While it is generally accepted that Republican Sinn Féin (RSF) split from Provisional Sinn Féin (PSF), this is not quite true. In 1986 the annual conference discussed the acceptance of one of the two partitionist assemblies (governments) in Ireland that owed their existence to British laws. The majority voted in favour of acceptance, leading to a number of members leaving. Technically those who walked out retained the existing constitution and thus are the continuation of the Sin Féin formed in 1905. It was a mistake to adopt a different name but such is history.

As for the difference between RSF and others who did split from PSF; the simplest explanation is that they too accepted the partitionist assemblies in Ireland, some of the newer groups to split from PSF accepted the legitimacy of Stormont assembly in the Occupied Six Counties and thus the overall legitimacy of the rule of Westminster.

A question from history: relation to the issue of Michael Collins, what is the correct road for RSF, a treaty with the British or not?

Short answer- NOT. Britain has no place in Ireland, they have tried every tactic in our land except one; – WITHDRAWAL. While the war/peace levels have ebbed and flowed over the generations one has remained, there will always be some resistance to the occupation of our land. M Collins used the analogy of his deal being “a stepping-stone” to unity. 100 years on and 3 more splits from the attitude of driving out the occupation all these parties have watered down their attitude towards the British interference in Ireland, all have used that same “stepping-stone” line, yet we are no further down the line towards unity.

What are the political objectives of Republican Sinn Fein and what is its strategy to achieve them?

The obvious first objecting is to remove all British interference in Irish affairs and re-establish the Republic. Then we must work towards regaining our sovereignty, much of this has been ceded to the EU in treaty after treaty. The people of Ireland rejected both the Niece and Lisbon treaties but the establishment parties told the people they made wrong decisions and made them retake the vote, with the implication that we would re-do the voting until the correct decision is made.

RSF want a 4 province Federal Ireland, and have had policies promoting (see Éire Nua program ).
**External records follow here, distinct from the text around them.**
//! Versioned prompt texts
//!
//! The natural-language content of each layer is treated as an opaque
//! versioned string by the rest of the pipeline. Versions are recorded in the
//! turn log so prompt revisions can be correlated with outcome metrics.

use crate::models::IntentLabel;

pub const PERSONA_VERSION: &str = "persona-v2";

/// Layer 0: base personality, always injected.
pub const PERSONA_PROMPT: &str = "\
Você é o assistente financeiro do restaurante. Fala português claro e direto, \
sem jargão contábil. Trabalha com notas fiscais, fechamento mensal, CMV e \
acompanhamento de preços. Sempre que precisar de uma ação concreta, use as \
ferramentas disponíveis em vez de inventar números. Nunca estime valores \
financeiros: todo número vem de uma ferramenta.

Menu rápido:
1. Enviar nota fiscal
2. Fechamento do mês
3. Análise de CMV / cardápio
4. Acompanhar preços";

pub const SKILLS_VERSION: &str = "skills-v2";

const SKILL_INVOICE: &str = "\
## Tarefa atual: processar nota fiscal
Peça a foto ou os itens da nota. Registre as linhas com record_invoice e \
comente as variações de preço significativas que a ferramenta retornar. \
Confirme o fornecedor antes de gravar.";

const SKILL_MONTHLY: &str = "\
## Tarefa atual: fechamento mensal
Use start_monthly_closure para abrir ou retomar o fechamento do período. \
Se o status for awaiting_revenue, peça o faturamento total do mês e grave com \
submit_revenue. Depois gere o relatório com generate_monthly_report e \
explique o CMV em relação à meta.";

const SKILL_CMV: &str = "\
## Tarefa atual: análise de CMV
Para custo de prato use calculate_menu_item_cost. Explique o food cost por \
porção, a margem de contribuição e a faixa de rentabilidade. Se algum \
ingrediente estiver sem preço, avise que o cálculo é parcial.";

const SKILL_WATCHLIST: &str = "\
## Tarefa atual: acompanhamento de preços
Use add_watchlist_item para acompanhar um produto, get_watchlist para \
listar o que já está sendo monitorado e check_watchlist_alerts para \
verificar se algum preço passou do limite. Explique quando o alerta dispara.";

const SKILL_ONBOARDING: &str = "\
## Tarefa atual: boas-vindas
Apresente-se, pergunte o nome do restaurante e da pessoa de contato e \
mostre o menu rápido. Não execute ferramentas financeiras antes do cadastro.";

/// Skill layer text for an intent. `general` has no skill layer.
pub fn skill_prompt(intent: IntentLabel) -> Option<&'static str> {
    match intent {
        IntentLabel::InvoiceUpload => Some(SKILL_INVOICE),
        IntentLabel::MonthlyClosure => Some(SKILL_MONTHLY),
        IntentLabel::CmvQuery => Some(SKILL_CMV),
        IntentLabel::Watchlist => Some(SKILL_WATCHLIST),
        IntentLabel::Onboarding => Some(SKILL_ONBOARDING),
        IntentLabel::General => None,
    }
}

/// Fallback reply when the turn exhausts its model round-trip bound.
pub const EXHAUSTED_FALLBACK: &str = "\
Não consegui concluir essa operação agora. Pode reformular o pedido ou \
tentar de novo em instantes?";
This we feel is best suited Ireland where we have hugely differing requirements for different areas, ie West of Ireland ( Connaught )having a majority of small farmers, North of Ireland (9 county Ulster) having a high population of Protestants etc

We understand that bourgeois elections are far from being an objective measure of political strength, so we wanted to ask you how do you compare the strength of RSF in comparison to other political formations beyond the parliamentary representation?

RSF are not a huge group, but have a steady and dedicated membership, over the years members have left to become involved in other newer organisations, but it is fair to say that RSF have firm written policies that deal with many aspects of life in Ireland. While some of the newer parties are in my opinion more popular today, like those who initially split from PSF, their membership tends to dwindle after a relatively short time and they do not have policies other than a demand for unity, with no idea what form a United Ireland should take ie; – Federal, Neo-Liberal, Anti-Imperialist etc.

Ireland witnessed a surprising victory of Sinn Fein in Ireland. What is the relation of RSF with the (Provisional) Sinn Fein?

There is no great relationship between both, the split of ’86 is still fresh enough in the memories of many, Also the fact that PSF administer the Occupied Six Counties for Westminster means they are (to us), puppets at best and collaborators at worst. They project themselves as Republicans yet call for recognition of Westminster superiority in politics, call for recognition of colonial paramilitary police at a legitimate police in Occupied Ireland and call on the people to inform on those who still oppose the occupation by physical means.

The victory which surprised even Sinn Fein. Does it mean that the right-wing neoliberal policies pushed the people of Ireland to demand a more radical break with the unrestrained capitalist policies? Do you think Sinn Fein would be able to keep its promises?

While for many in the wider world a vote for more leftist policies and parties may seem of little consequences, for Ireland it was and is somewhat significant. For generation the control of church and neo liberal politicians has kept 2 parties in power for 100 years. This past election more younger people made conscious decision as to who they would vote, This was a direct result of the unrepresentative policies inflicted on the people for the past decade in particular, no social housing, underinvestment in schools and hospitals and an increase in retirement ages for older our generation while at the same time generous and early pensions for politicians, an ability for politicians and those of better means to access first class private health alongside being able to afford private housing or rent.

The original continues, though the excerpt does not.